On November 14th, Nvidia officially introduced its cutting-edge H200 GPU and the revamped GH200 product line at the "Supercomputing 23" conference. The H200, built on the established Hopper H100 architecture, showcases augmented high-bandwidth memory (HBM3e) to adeptly manage extensive datasets crucial for artificial intelligence (AI) development and deployment. The overall performance in executing large models is anticipated to surge by 60% to 90%, surpassing its predecessor, the H100.
The H200 boasts a significant 76% boost in HBM capacity, offering an impressive 141GB of HBM3e memory with an operational speed of approximately 6.25 Gbps. Across the six HBM3e stacks, the total bandwidth per GPU is an impressive 4.8 TB/s, marking a substantial advancement over the H100. Performance evaluations reveal a remarkable 60% to 90% improvement when running substantial models like GPT3 175B and Llama 2 70B.
While the original computational prowess of the H200 remains relatively steady, Nvidia asserts that its performance running GPT-3 will outpace the original A100 by 18 times and be approximately 11 times faster than the H100. Notably, the H200 and H100 are mutually compatible, enabling a seamless transition for AI enterprises utilizing the H100 for training/inference models to embrace the latest H200 chip without necessitating modifications.
Major computer manufacturers and cloud service providers are poised to adopt the H200 starting in the second quarter of 2024. Nvidia's server manufacturing partners, including ASRock, ASUS, Dell, Eviden, GIGABYTE, HPE, Hongbai, Lenovo, Cloudra, SuperMicro, Wistron, and Wuying Technology, have the capacity to upgrade existing systems with the H200. Leading cloud service providers such as Amazon, Google, Microsoft, Oracle, and others are among the early adopters of the H200 for integration into their offerings.

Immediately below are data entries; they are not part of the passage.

//! Image Relocator Library
//!
//! Finds the container images referenced by a tree of deployment manifests,
//! saves each distinct image once into a local bundle, and later pushes the
//! bundle into another registry, reporting how every reference was rewritten.

pub mod bundle;
pub mod cli;
pub mod config;
pub mod error;
pub mod image;
pub mod logging;
pub mod registry;
pub mod relocate;
pub mod scanner;
pub mod transfer;

pub use bundle::{ArchiveFormat, BundleEntry, BundleLayout, SeenSet};
pub use config::{AuthConfig, RelocatorConfig};
pub use error::{Direction, RelocatorError, Result};
pub use image::ImageReference;
pub use logging::Logger;
pub use registry::{CopyOptions, DistributionCopier, ImageCopier, TransportRef, TrustPolicy};
pub use relocate::{KustomizeImage, RelocatedImage, RelocationResult, Relocator, SaveSummary};
pub use scanner::{ManifestScanner, ScanReport, SkipReason, SkippedDocument};
pub use transfer::TransferEngine;
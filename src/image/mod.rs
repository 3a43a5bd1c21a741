//! Image model: references, digests, registry manifests, and docker-archive
//! tarballs.
//!
//! [`ImageReference`] is the value everything else keys on. The remaining
//! submodules describe image content as it moves between a registry and a
//! bundle on disk.

pub mod archive;
pub mod digest;
pub mod manifest;
pub mod reference;

pub use archive::{SourceManifest, StagedBlob, StagedImage, UploadPlan, staging_dir};
pub use digest::{BlobHasher, DigestUtils, DigestWriter};
pub use manifest::{Descriptor, ImageManifest, is_gzipped};
pub use reference::{DEFAULT_TAG, ImageReference};
//! Transfer engine
//!
//! Saves registry images into bundle archive paths and pushes bundled
//! archives to registries through an [`ImageCopier`]. Each call is one
//! attempt with no retries; failures come back as
//! [`RelocatorError::Transfer`] naming the image and direction.

use crate::error::{Direction, RelocatorError, Result};
use crate::image::ImageReference;
use crate::logging::Logger;
use crate::registry::copy::{CopyOptions, ImageCopier};
use crate::registry::transport::TransportRef;
use std::path::Path;
use std::sync::Arc;
use tokio::fs::DirBuilder;

#[derive(Clone)]
pub struct TransferEngine {
    copier: Arc<dyn ImageCopier>,
    options: CopyOptions,
    output: Logger,
}

impl TransferEngine {
    pub fn new(copier: Arc<dyn ImageCopier>, options: CopyOptions, output: Logger) -> Self {
        Self {
            copier,
            options,
            output,
        }
    }

    /// Pull `reference` into a docker-archive at `dest_path`, creating parent directories
    pub async fn save(&self, reference: &ImageReference, dest_path: &Path) -> Result<()> {
        self.output
            .step(&format!("Saving {} to {}", reference, dest_path.display()));

        let result = async {
            if let Some(parent) = dest_path.parent() {
                create_dirs(parent).await?;
            }
            self.copier
                .copy(
                    &TransportRef::registry(reference.clone()),
                    &TransportRef::docker_archive(dest_path),
                    &self.options,
                )
                .await
        }
        .await;

        result.map_err(|e| RelocatorError::transfer(reference, Direction::Pull, e))
    }

    /// Push the archive at `src_path` to the registry location `dest`
    pub async fn push(&self, src_path: &Path, dest: &ImageReference) -> Result<()> {
        self.output
            .step(&format!("Pushing {} to {}", src_path.display(), dest));

        self.copier
            .copy(
                &TransportRef::docker_archive(src_path),
                &TransportRef::registry(dest.clone()),
                &self.options,
            )
            .await
            .map_err(|e| RelocatorError::transfer(dest, Direction::Push, e))
    }

    /// Push to `dest_name:dest_tag`, or `dest_name@dest_digest` when the tag is empty
    pub async fn push_named(
        &self,
        src_path: &Path,
        dest_name: &str,
        dest_tag: &str,
        dest_digest: &str,
    ) -> Result<()> {
        let raw = if !dest_tag.is_empty() {
            format!("{}:{}", dest_name, dest_tag)
        } else if !dest_digest.is_empty() {
            format!("{}@{}", dest_name, dest_digest)
        } else {
            dest_name.to_string()
        };
        let dest = ImageReference::parse(&raw)?;
        self.push(src_path, &dest).await
    }
}

#[cfg(unix)]
async fn create_dirs(path: &Path) -> Result<()> {
    DirBuilder::new()
        .recursive(true)
        .mode(0o755)
        .create(path)
        .await
        .map_err(|e| RelocatorError::path(path, e))
}

#[cfg(not(unix))]
async fn create_dirs(path: &Path) -> Result<()> {
    DirBuilder::new()
        .recursive(true)
        .create(path)
        .await
        .map_err(|e| RelocatorError::path(path, e))
}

In the dynamic AI market landscape, Nvidia faces active competition from industry giants AMD and Intel. AMD's MI300X, featuring 192GB of HBM3 and 5.2TB/s memory bandwidth, positions itself as a formidable contender surpassing the H200 in both capacity and bandwidth. Intel's strategic plan includes augmenting the HBM capacity of its Gaudi AI chip, with the latest Gaudi3 designed for enhanced performance and network capabilities.
Expanding its portfolio, Nvidia also unveiled the updated GH200 superchip, incorporating Nvidia NVLink-C2C chip interconnect, the latest H200 GPU, and a Grace CPU (potentially a next-gen iteration). Each GH200 superchip encompasses an impressive 624GB of memory, a noteworthy advancement from its predecessor based on the H100 GPU and 72-core Grace CPU, which offered 96GB of HBM3 and 512GB of LPDDR5X integrated in the same package.
The GH200 introduces an impactful 8x improvement in ICON performance and substantial advancements in benchmarks such as MILC, Quantum Fourier Transform, and RAG LLM Inference. This superchip is slated for use in the new HGX H200 system, seamlessly compatible with existing HGX H100 systems, facilitating enhanced performance and memory capacity without requiring infrastructure redesign.
Anticipated deployments of GH200 systems in 2024 include prominent supercomputers like the Alps supercomputer at the Swiss National Supercomputing Center and the Venado supercomputer at Los Alamos National Laboratory. Notably, the Jülich supercomputer's Jupiter system is set to accommodate nearly 24,000 GH200 superchips, delivering an impressive total of 93 exaflops of AI computing power, utilizing a "Quad GH200" board housing four GH200 superchips.